Warum ich den Zug und die ganzen Strapazen einer langen und beschwerlichen Bahnfahrt auf mich genommen habe, anstatt zu fliegen? Ganz einfach: weil ich Angst vor dem Fliegen habe, unvorstellbare Angst!

Zwischen Freiburg und Basel fühlte ich mich das erste Mal wie im Süden, wie in Urlaub. Die Sonne ging gerade über dem Schwarzwald auf und erleuchtete das Abteil. Der ältere Herr mir gegenüber sagte:
"Schauen Sie, der Berg dort mit der kahlen, runden Kuppe, das ist der Belchen. Der dritthöchste Berg des Schwarzwaldes, 1414 m. Weiter hinten liegen das Herzogenhorn und der Feldberg, das sind die zwei höchsten. Waren Sie schon einmal im Schwarzwald?"
Müde und schläfrig, wie ich war, hörte ich ihm gar nicht richtig zu. In Müllheim stieg er endlich aus und verabschiedete sich höflich:
"Ich muss Sie nun verlassen. Ich fahre zur Kur nach Badenweiler, das Herz, wissen Sie, das Herz! Aber, was rede ich, Sie sind ja noch jung. Ich wünsche Ihnen eine angenehme Reise und schönen Urlaub!"

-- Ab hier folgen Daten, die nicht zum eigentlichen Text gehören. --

//! Sampling activity
//!
//! Pulls raw pairs from a [`SampleSource`], converts them to volts and
//! feeds the shared direction estimator. With calibrated ranges loaded it
//! also latches soft-limit reversal requests for the controller.

use eigsep_core::config::{AxisRanges, SamplerConfig};
use eigsep_core::safety::{soft_limit_reached, SampleHealth};
use eigsep_core::sensor::{RawPair, VoltageConverter};
use eigsep_core::state::{Event, EventSink};
use eigsep_core::traits::{SampleError, SampleSource};
use eigsep_core::{Axis, PerAxis};

use crate::shared::SharedState;

/// Sampler step logic
pub struct Sampler {
    converter: VoltageConverter,
    ranges: Option<AxisRanges>,
    health: SampleHealth,
    /// Soft limit condition held on the previous sample
    at_soft_limit: PerAxis<bool>,
}

impl Sampler {
    pub fn new(config: &SamplerConfig, ranges: Option<AxisRanges>) -> Self {
        Self {
            converter: VoltageConverter::summing(config.sum_count),
            ranges,
            health: SampleHealth::new(config.error_report_threshold),
            at_soft_limit: PerAxis::splat(false),
        }
    }

    pub fn converter(&self) -> &VoltageConverter {
        &self.converter
    }

    pub fn health(&self) -> &SampleHealth {
        &self.health
    }

    /// Record one good sample
    pub fn on_sample(&mut self, raw: RawPair, shared: &SharedState, sink: &mut dyn EventSink) {
        self.health.on_success(sink);
        let volts = self.converter.convert(raw);

        let ranges = self.ranges;
        let at_soft_limit = &mut self.at_soft_limit;
        // reported after the lock is released
        let mut reached_now: PerAxis<bool> = PerAxis::splat(false);
        shared.with_sensor(|sensor| {
            sensor.estimator.record_pair(volts);
            sensor.volts = Some(volts);
            sensor.samples += 1;

            let Some(ranges) = ranges else {
                return;
            };
            for axis in Axis::ALL {
                let sensed = sensor.estimator.direction(axis);
                let reached = soft_limit_reached(&ranges[axis], sensed, volts[axis]);
                if reached {
                    sensor.reverse_requested[axis] = true;
                    reached_now[axis] = !at_soft_limit[axis];
                }
                at_soft_limit[axis] = reached;
            }
        });

        for axis in Axis::ALL {
            if reached_now[axis] {
                sink.report(Event::SoftLimitReached {
                    axis,
                    volts: volts[axis],
                });
            }
        }
    }

    /// Account for a failed read
    pub fn on_error(&mut self, error: SampleError, sink: &mut dyn EventSink) {
        self.health.on_error(error, sink);
    }
}

/// Sampler loop; returns once shutdown is requested
///
/// Read failures never end the loop: each read is bounded by the
/// source's own timeout, after which the shutdown flag is checked again.
pub async fn run_sampler<S: SampleSource>(
    mut source: S,
    mut sampler: Sampler,
    shared: &SharedState,
    sink: &mut dyn EventSink,
) {
    log::debug!("Sampler started");
    while !shared.shutdown.is_requested() {
        match source.next_sample().await {
            Ok(raw) => sampler.on_sample(raw, shared, sink),
            Err(err) => {
                log::debug!("Sample read failed: {}", err);
                sampler.on_error(err, sink);
            }
        }
    }
    log::debug!(
        "Sampler stopped ({} read failures)",
        sampler.health().total_failures()
    );
}

#[cfg(test)]
mod tests {
    use super::*;
    use eigsep_core::config::{EstimatorConfig, VoltageRange};
    use eigsep_core::sensor::Direction;

    fn raw(sampler: &Sampler, az: f32, alt: f32) -> RawPair {
        let c = sampler.converter();
        let sum = |v: f32| c.volt2bit(v) as i64 * c.sum_count as i64;
        RawPair::new(sum(az), sum(alt))
    }

    fn ranges() -> AxisRanges {
        PerAxis::new(
            VoltageRange::new(Axis::Az, 0.8, 1.6).unwrap(),
            VoltageRange::new(Axis::Alt, 0.8, 1.6).unwrap(),
        )
    }

    #[test]
    fn test_samples_feed_estimator() {
        let shared = SharedState::new(&EstimatorConfig::default());
        let mut sampler = Sampler::new(&SamplerConfig::default(), None);
        let mut events: heapless::Vec<Event, 8> = heapless::Vec::new();

        for i in 0..5 {
            let r = raw(&sampler, 1.0 + 0.01 * i as f32, 1.2 - 0.01 * i as f32);
            sampler.on_sample(r, &shared, &mut events);
        }

        let snapshot = shared.snapshot();
        assert_eq!(snapshot.directions[Axis::Az], Direction::Forward);
        assert_eq!(snapshot.directions[Axis::Alt], Direction::Reverse);
        let volts = snapshot.volts.unwrap();
        assert!((volts[Axis::Az] - 1.04).abs() < 1e-3);
        assert!(events.is_empty());
        assert_eq!(shared.with_sensor(|s| s.samples), 5);
    }

    #[test]
    fn test_soft_limit_latches_request_once() {
        let shared = SharedState::new(&EstimatorConfig::default());
        let mut sampler = Sampler::new(&SamplerConfig::default(), Some(ranges()));
        let mut events: heapless::Vec<Event, 8> = heapless::Vec::new();

        for i in 0..8 {
            let r = raw(&sampler, 1.56 + 0.01 * i as f32, 1.2);
            sampler.on_sample(r, &shared, &mut events);
        }

        let soft: heapless::Vec<_, 8> = events
            .iter()
            .filter(|e| matches!(e, Event::SoftLimitReached { .. }))
            .collect();
        assert_eq!(soft.len(), 1);
        assert_eq!(soft[0].axis(), Some(Axis::Az));

        let snapshot = shared.snapshot();
        assert!(snapshot.reverse_requested[Axis::Az]);
        assert!(!snapshot.reverse_requested[Axis::Alt]);
    }

    /// Sink that reads the shared state while handling an event
    struct ReadingSink<'a> {
        shared: &'a SharedState,
        seen: Vec<(Event, u64)>,
    }

    impl EventSink for ReadingSink<'_> {
        fn report(&mut self, event: Event) {
            let samples = self.shared.with_sensor(|s| s.samples);
            self.seen.push((event, samples));
        }
    }

    #[test]
    fn test_soft_limit_reported_outside_lock() {
        let shared = SharedState::new(&EstimatorConfig::default());
        let mut sampler = Sampler::new(&SamplerConfig::default(), Some(ranges()));
        let mut sink = ReadingSink {
            shared: &shared,
            seen: Vec::new(),
        };

        for i in 0..8 {
            let r = raw(&sampler, 1.2, 1.56 + 0.01 * i as f32);
            sampler.on_sample(r, &shared, &mut sink);
        }

        assert_eq!(sink.seen.len(), 1);
        let (event, samples) = sink.seen[0];
        assert_eq!(event.axis(), Some(Axis::Alt));
        assert!(samples >= 5);
    }

    #[test]
    fn test_no_soft_limit_when_moving_away() {
        let shared = SharedState::new(&EstimatorConfig::default());
        let mut sampler = Sampler::new(&SamplerConfig::default(), Some(ranges()));
        let mut events: heapless::Vec<Event, 8> = heapless::Vec::new();

        // above max, but heading back into the range
        for i in 0..8 {
            let r = raw(&sampler, 1.7 - 0.01 * i as f32, 1.2);
            sampler.on_sample(r, &shared, &mut events);
        }
        assert!(events.is_empty());
        assert!(!shared.snapshot().reverse_requested[Axis::Az]);
    }

    #[test]
    fn test_errors_reported_then_recovered() {
        let shared = SharedState::new(&EstimatorConfig::default());
        let config = SamplerConfig {
            error_report_threshold: 2,
            ..Default::default()
        };
        let mut sampler = Sampler::new(&config, None);
        let mut events: heapless::Vec<Event, 8> = heapless::Vec::new();

        sampler.on_error(SampleError::Timeout, &mut events);
        assert!(events.is_empty());
        sampler.on_error(SampleError::Timeout, &mut events);
        assert_eq!(events[0], Event::SampleTimeout { consecutive: 2 });

        let r = raw(&sampler, 1.0, 1.0);
        sampler.on_sample(r, &shared, &mut events);
        assert_eq!(events[1], Event::SampleRecovered { failures: 2 });
    }

    struct ScriptedSource<'a> {
        samples: std::vec::IntoIter<Result<RawPair, SampleError>>,
        shared: &'a SharedState,
    }

    impl SampleSource for ScriptedSource<'_> {
        async fn next_sample(&mut self) -> Result<RawPair, SampleError> {
            match self.samples.next() {
                Some(sample) => sample,
                None => {
                    self.shared.shutdown.request();
                    Err(SampleError::Timeout)
                }
            }
        }
    }

    #[test]
    fn test_run_sampler_until_shutdown() {
        let shared = SharedState::new(&EstimatorConfig::default());
        let sampler = Sampler::new(&SamplerConfig::default(), None);
        let pair = raw(&sampler, 1.0, 1.5);
        let source = ScriptedSource {
            samples: vec![Ok(pair), Err(SampleError::Malformed), Ok(pair)].into_iter(),
            shared: &shared,
        };

        embassy_futures::block_on(run_sampler(source, sampler, &shared, &mut ()));
        assert_eq!(shared.with_sensor(|s| s.samples), 2);
    }
}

'Ja, das Herz', seufzte ich, als ich ihm auf dem Bahnsteig nach schaute.

Peter, wie konnte er mir das antun? Wie konnte er nach all den Jahren? Er liebte mich doch, jedenfalls hatte er mir das immer wieder gesagt. Und ich hatte ihm geglaubt. Männer! Peter war schließlich auch nur einer von ihnen. Die Midlife Crisis, klarer Fall von Midlife Crisis! Immerhin war er schon fünfzig, und diese Lena nur halb so alt wie er. Lena, wie kann man nur Lena heißen!
"Franziska" hatte er plötzlich eines morgens in der Küche gesagt – und ich weiß, wenn er mich 'Franziska' nennt, folgt nichts Gutes – "ich muss dir etwas sagen: Ich habe eine andere! Ich habe mich in eine andere verliebt!"

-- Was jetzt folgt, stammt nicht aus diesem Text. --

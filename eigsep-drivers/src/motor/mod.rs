//! Motor backend and driver boards
//!
//! - [`Motor`]: generic backend over any [`MotorDriver`](eigsep_core::traits::MotorDriver)
//! - [`HBridge`]: dual H-bridge with per-axis PWM + direction pins,
//!   shared active-low enable and fault lines
//! - [`Scmd`]: serial controlled motor driver board on I2C

pub mod backend;
pub mod hbridge;
pub mod scmd;

pub use backend::{Motor, MotorError};
pub use hbridge::{HBridge, HBridgeChannel, HBridgeError, HBRIDGE_LIMITS};
pub use scmd::{Scmd, ScmdError, SCMD_DEFAULT_ADDRESS, SCMD_LIMITS};
//! Safety monitoring
//!
//! Last-resort checks layered on top of the limit supervisor: calibrated
//! soft limits, stalled axes and sample stream health.

pub mod health;
pub mod soft_limit;
pub mod stall;

pub use health::SampleHealth;
pub use soft_limit::soft_limit_reached;
pub use stall::StallMonitor;
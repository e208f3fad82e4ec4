//! Reportable events
//!
//! Every state transition of the control logic is surfaced as an
//! [`Event`] pushed into an [`EventSink`]. The sink decides where events
//! go (log stream, test buffer, channel).

pub mod events;

pub use events::{Event, EventSink, Severity};
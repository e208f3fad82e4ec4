//! Simulated two-axis mount
//!
//! Each axis is a pot voltage moving at `volts_per_unit_s * velocity`.
//! Past either end of `switch_range` the axis runs into a limit switch:
//! the switch reverses the motor in hardware, so the pot moves opposite
//! to the command until it is back inside the range by `hysteresis`.
//! This is exactly the mismatch the limit supervisor watches for.

use core::cell::RefCell;

use embassy_sync::blocking_mutex::raw::RawMutex;
use embassy_sync::blocking_mutex::Mutex;

use eigsep_core::{Axis, PerAxis};

/// Mount shared between the simulated driver and pot
pub type SharedMount<M> = Mutex<M, RefCell<SimMount>>;

/// Model parameters of one axis
#[derive(Debug, Clone, Copy, PartialEq)]
#[cfg_attr(feature = "defmt", derive(defmt::Format))]
pub struct SimAxisConfig {
    /// Pot voltage at start
    pub start_volts: f32,
    /// Limit switch positions (low, high) in volts
    pub switch_range: (f32, f32),
    /// Distance back inside the range at which a switch releases
    pub hysteresis: f32,
    /// Slew rate per unit of commanded velocity (V/s)
    pub volts_per_unit_s: f32,
}

impl Default for SimAxisConfig {
    fn default() -> Self {
        Self {
            start_volts: 1.2,
            switch_range: (0.6, 1.8),
            hysteresis: 0.1,
            volts_per_unit_s: 0.001,
        }
    }
}

/// Model parameters of the mount
#[derive(Debug, Clone, Copy, PartialEq)]
#[cfg_attr(feature = "defmt", derive(defmt::Format))]
pub struct SimMountConfig {
    pub axes: PerAxis<SimAxisConfig>,
    /// Peak pot noise (V), uniformly distributed
    pub noise_volts: f32,
    /// Full-scale voltage; the pot never leaves `0..=vref`
    pub vref: f32,
}

impl Default for SimMountConfig {
    fn default() -> Self {
        Self {
            axes: PerAxis::splat(SimAxisConfig::default()),
            noise_volts: 0.0005,
            vref: eigsep_core::sensor::ADC_VREF,
        }
    }
}

#[derive(Debug, Clone, Copy)]
struct AxisModel {
    volts: f32,
    velocity: i32,
    switch_engaged: bool,
}

/// Simulated mount plant
#[derive(Debug, Clone)]
pub struct SimMount {
    config: SimMountConfig,
    axes: PerAxis<AxisModel>,
    last_ms: Option<u32>,
    /// xorshift state for pot noise
    noise_state: u32,
}

impl SimMount {
    pub fn new(config: SimMountConfig) -> Self {
        Self {
            axes: config.axes.map(|_, axis| AxisModel {
                volts: axis.start_volts,
                velocity: 0,
                switch_engaged: false,
            }),
            config,
            last_ms: None,
            noise_state: 0x2545_F491,
        }
    }

    /// Wrap in a mutex for sharing
    pub fn shared<M: RawMutex>(self) -> SharedMount<M> {
        Mutex::new(RefCell::new(self))
    }

    pub fn config(&self) -> &SimMountConfig {
        &self.config
    }

    /// Set the commanded velocity of an axis
    pub fn set_velocity(&mut self, axis: Axis, velocity: i32) {
        self.axes[axis].velocity = velocity;
    }

    /// Commanded velocity of an axis
    pub fn velocity(&self, axis: Axis) -> i32 {
        self.axes[axis].velocity
    }

    /// True pot voltage of an axis (no noise)
    pub fn volts(&self, axis: Axis) -> f32 {
        self.axes[axis].volts
    }

    /// Check if the axis is held by a limit switch
    pub fn switch_engaged(&self, axis: Axis) -> bool {
        self.axes[axis].switch_engaged
    }

    /// Integrate motion up to `now_ms`
    pub fn advance(&mut self, now_ms: u32) {
        let dt_s = match self.last_ms {
            Some(last) => now_ms.wrapping_sub(last) as f32 / 1000.0,
            None => 0.0,
        };
        self.last_ms = Some(now_ms);

        for axis in Axis::ALL {
            self.step_axis(axis, dt_s);
        }
    }

    fn step_axis(&mut self, axis: Axis, dt_s: f32) {
        let params = self.config.axes[axis];
        let vref = self.config.vref;
        let model = &mut self.axes[axis];
        let (low, high) = params.switch_range;

        let rate = model.velocity as f32 * params.volts_per_unit_s;
        let rate = if model.switch_engaged { -rate } else { rate };
        model.volts = (model.volts + rate * dt_s).clamp(0.0, vref);

        if model.switch_engaged {
            let inside = model.volts <= high - params.hysteresis
                && model.volts >= low + params.hysteresis;
            if inside {
                model.switch_engaged = false;
            }
        } else if model.volts >= high || model.volts <= low {
            model.switch_engaged = true;
        }
    }

    /// Pot voltages with noise
    pub fn read(&mut self) -> PerAxis<f32> {
        let vref = self.config.vref;
        let mut out = PerAxis::splat(0.0f32);
        for axis in Axis::ALL {
            let noise = self.noise();
            out[axis] = (self.axes[axis].volts + noise).clamp(0.0, vref);
        }
        out
    }

    /// Uniform noise in `[-noise_volts, noise_volts]`
    fn noise(&mut self) -> f32 {
        let mut x = self.noise_state;
        x ^= x << 13;
        x ^= x >> 17;
        x ^= x << 5;
        self.noise_state = x;
        let unit = (x >> 8) as f32 / (1u32 << 24) as f32;
        (unit * 2.0 - 1.0) * self.config.noise_volts
    }
}

#[cfg(test)]
mod tests {
    use super::*;

    fn quiet() -> SimMount {
        SimMount::new(SimMountConfig {
            noise_volts: 0.0,
            ..Default::default()
        })
    }

    #[test]
    fn test_integrates_velocity() {
        let mut mount = quiet();
        mount.set_velocity(Axis::Az, 200);
        mount.advance(0);
        mount.advance(1000);

        assert!((mount.volts(Axis::Az) - 1.4).abs() < 1e-4);
        assert!((mount.volts(Axis::Alt) - 1.2).abs() < 1e-6);
    }

    #[test]
    fn test_limit_switch_reverses_motion() {
        let mut mount = quiet();
        mount.set_velocity(Axis::Alt, 200);
        mount.advance(0);

        // 1.2 V -> 1.8 V takes 3 s at 0.2 V/s
        let mut t = 0;
        while !mount.switch_engaged(Axis::Alt) {
            t += 100;
            mount.advance(t);
            assert!(t < 5000);
        }
        let at_switch = mount.volts(Axis::Alt);

        // still commanded forward, moving backward
        t += 100;
        mount.advance(t);
        assert!(mount.volts(Axis::Alt) < at_switch);

        // released once back inside by the hysteresis
        while mount.switch_engaged(Axis::Alt) {
            t += 100;
            mount.advance(t);
            assert!(t < 10_000);
        }
        assert!(mount.volts(Axis::Alt) <= 1.8 - 0.1);
    }

    #[test]
    fn test_noise_is_bounded() {
        let mut mount = SimMount::new(SimMountConfig {
            noise_volts: 0.01,
            ..Default::default()
        });
        for _ in 0..1000 {
            let v = mount.read();
            assert!((v.az - 1.2).abs() <= 0.01 + 1e-6);
        }
    }
}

Augenblicklich sackte ich zusammen, den Boden unter den Füßen hat er mir mit diesem Satz weg gezogen, ich konnte nicht einmal richtig weinen oder vor Wut schreien, nur stammeln:
"Nein, nein ... ah."

"Grüezi! Die Fahrausweise bitte!" riss mich der freundliche Schaffner aus meinen Gedanken. Ein adretter Mittvierziger, der in seiner Bahnuniform aussah, wie aus einer heiteren Verwandlungskommödie entlaufen.

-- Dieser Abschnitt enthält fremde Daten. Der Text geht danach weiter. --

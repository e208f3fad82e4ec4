//! Event taxonomy

use crate::axis::Axis;
use crate::sensor::Direction;

/// Event severity
#[derive(Debug, Clone, Copy, PartialEq, Eq, PartialOrd, Ord)]
#[cfg_attr(feature = "defmt", derive(defmt::Format))]
pub enum Severity {
    Info,
    Warning,
}

/// Reportable conditions raised by the control logic
#[derive(Debug, Clone, Copy, PartialEq)]
#[cfg_attr(feature = "defmt", derive(defmt::Format))]
pub enum Event {
    // Limit supervision
    /// Sensed direction disagrees with the commanded one
    LimitLatched {
        axis: Axis,
        commanded: Direction,
        sensed: Direction,
    },
    /// Mismatch resolved, forced reversal issued
    LimitRecovering { axis: Axis },
    /// Settle interval after recovery elapsed, flag cleared
    LimitCleared { axis: Axis },

    // Motor backend
    /// Axis velocity negated
    Reversed {
        axis: Axis,
        forced: bool,
        velocity: i32,
    },
    /// Non-forced reversal rejected by the debounce interval
    ReversalSkipped { axis: Axis, since_last_ms: u32 },
    /// Requested velocity outside the backend bounds
    SpeedClamped {
        axis: Axis,
        requested: i32,
        applied: i32,
    },
    /// Motor driver reported a fault
    DriverFault,

    // Soft limits and stalls
    /// Calibrated voltage end reached in the direction of travel
    SoftLimitReached { axis: Axis, volts: f32 },
    /// Axis commanded to move but no motion sensed
    StallDetected { axis: Axis, stationary_ms: u32 },
    /// Motion resumed on a stalled axis
    StallCleared { axis: Axis },

    // Sampling
    /// Consecutive sample reads timed out
    SampleTimeout { consecutive: u32 },
    /// Consecutive malformed sample frames
    SampleError { consecutive: u32 },
    /// Sampling recovered after failures
    SampleRecovered { failures: u32 },
}

impl Event {
    /// Severity of this event
    pub fn severity(&self) -> Severity {
        match self {
            Event::LimitLatched { .. }
            | Event::ReversalSkipped { .. }
            | Event::SpeedClamped { .. }
            | Event::DriverFault
            | Event::SoftLimitReached { .. }
            | Event::StallDetected { .. }
            | Event::SampleTimeout { .. }
            | Event::SampleError { .. } => Severity::Warning,
            Event::LimitRecovering { .. }
            | Event::LimitCleared { .. }
            | Event::Reversed { .. }
            | Event::StallCleared { .. }
            | Event::SampleRecovered { .. } => Severity::Info,
        }
    }

    /// Axis the event refers to, if any
    pub fn axis(&self) -> Option<Axis> {
        match *self {
            Event::LimitLatched { axis, .. }
            | Event::LimitRecovering { axis }
            | Event::LimitCleared { axis }
            | Event::Reversed { axis, .. }
            | Event::ReversalSkipped { axis, .. }
            | Event::SpeedClamped { axis, .. }
            | Event::SoftLimitReached { axis, .. }
            | Event::StallDetected { axis, .. }
            | Event::StallCleared { axis } => Some(axis),
            Event::DriverFault
            | Event::SampleTimeout { .. }
            | Event::SampleError { .. }
            | Event::SampleRecovered { .. } => None,
        }
    }
}

impl core::fmt::Display for Event {
    fn fmt(&self, f: &mut core::fmt::Formatter<'_>) -> core::fmt::Result {
        match *self {
            Event::LimitLatched {
                axis,
                commanded,
                sensed,
            } => write!(
                f,
                "{axis}: limit latched (commanded {commanded:?}, sensed {sensed:?})"
            ),
            Event::LimitRecovering { axis } => write!(f, "{axis}: forced reversal, settling"),
            Event::LimitCleared { axis } => write!(f, "{axis}: limit cleared"),
            Event::Reversed {
                axis,
                forced,
                velocity,
            } => {
                let kind = if forced { "forced reversal" } else { "reversal" };
                write!(f, "{axis}: {kind}, velocity now {velocity}")
            }
            Event::ReversalSkipped {
                axis,
                since_last_ms,
            } => write!(
                f,
                "{axis}: reversal skipped, last one {since_last_ms} ms ago"
            ),
            Event::SpeedClamped {
                axis,
                requested,
                applied,
            } => write!(f, "{axis}: velocity {requested} clamped to {applied}"),
            Event::DriverFault => f.write_str("motor driver fault"),
            Event::SoftLimitReached { axis, volts } => {
                write!(f, "{axis}: calibrated end reached at {volts:.3} V")
            }
            Event::StallDetected {
                axis,
                stationary_ms,
            } => write!(f, "{axis}: no motion for {stationary_ms} ms"),
            Event::StallCleared { axis } => write!(f, "{axis}: motion resumed"),
            Event::SampleTimeout { consecutive } => {
                write!(f, "{consecutive} consecutive sample timeouts")
            }
            Event::SampleError { consecutive } => {
                write!(f, "{consecutive} consecutive bad samples")
            }
            Event::SampleRecovered { failures } => {
                write!(f, "sampling recovered after {failures} failures")
            }
        }
    }
}

/// Destination for reportable events
pub trait EventSink {
    /// Report an event
    fn report(&mut self, event: Event);
}

/// Bounded in-memory sink; events past capacity are dropped
impl<const N: usize> EventSink for heapless::Vec<Event, N> {
    fn report(&mut self, event: Event) {
        let _ = self.push(event);
    }
}

/// Sink that discards everything
impl EventSink for () {
    fn report(&mut self, _event: Event) {}
}

impl<S: EventSink + ?Sized> EventSink for &mut S {
    fn report(&mut self, event: Event) {
        (**self).report(event)
    }
}

#[cfg(test)]
mod tests {
    use super::*;

    #[test]
    fn test_severity() {
        let latched = Event::LimitLatched {
            axis: Axis::Az,
            commanded: Direction::Forward,
            sensed: Direction::Reverse,
        };
        assert_eq!(latched.severity(), Severity::Warning);
        assert_eq!(Event::LimitCleared { axis: Axis::Az }.severity(), Severity::Info);
        assert_eq!(
            Event::SpeedClamped {
                axis: Axis::Alt,
                requested: 600,
                applied: 480
            }
            .severity(),
            Severity::Warning
        );
    }

    #[test]
    fn test_event_axis() {
        assert_eq!(Event::StallCleared { axis: Axis::Alt }.axis(), Some(Axis::Alt));
        assert_eq!(Event::SampleTimeout { consecutive: 3 }.axis(), None);
    }

    #[test]
    fn test_display() {
        use std::string::ToString;
        let event = Event::SpeedClamped {
            axis: Axis::Alt,
            requested: 600,
            applied: 480,
        };
        assert_eq!(event.to_string(), "alt: velocity 600 clamped to 480");
    }

    #[test]
    fn test_bounded_sink_drops_overflow() {
        let mut sink: heapless::Vec<Event, 2> = heapless::Vec::new();
        for _ in 0..3 {
            sink.report(Event::DriverFault);
        }
        assert_eq!(sink.len(), 2);
    }
}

"Ah, Sie reisen nach Süditalien, sehr schön. Ich wollte auch immer einmal dort hin fahren, aber weiter als bis zum Lago Maggiore habe ich es noch nie geschafft. Gute Reise und viel Vergnügen!" verabschiedete er sich. Sein drolliges Schwizerdütsch ließ mich lächeln. Plötzlich wurde es dunkel, die Beleuchtung im Waggon flackerte auf, und der Fahrtlärm dröhnte mir in den Ohren, dass ich regelrecht zusammen zuckte. Die Frau mir gegenüber musste es sofort bemerkt haben, denn sie tröstete mich:
"Das ist nur der Gotthardtunnel, liebe Frau, Sie müssen sich nicht so erschrecken! Nur ein Tunnel. In einer viertel Stunde sind wir wieder raus und im schönen Tessin. Das ist fast schon wie in Italien. Aber noch in der Schwiz."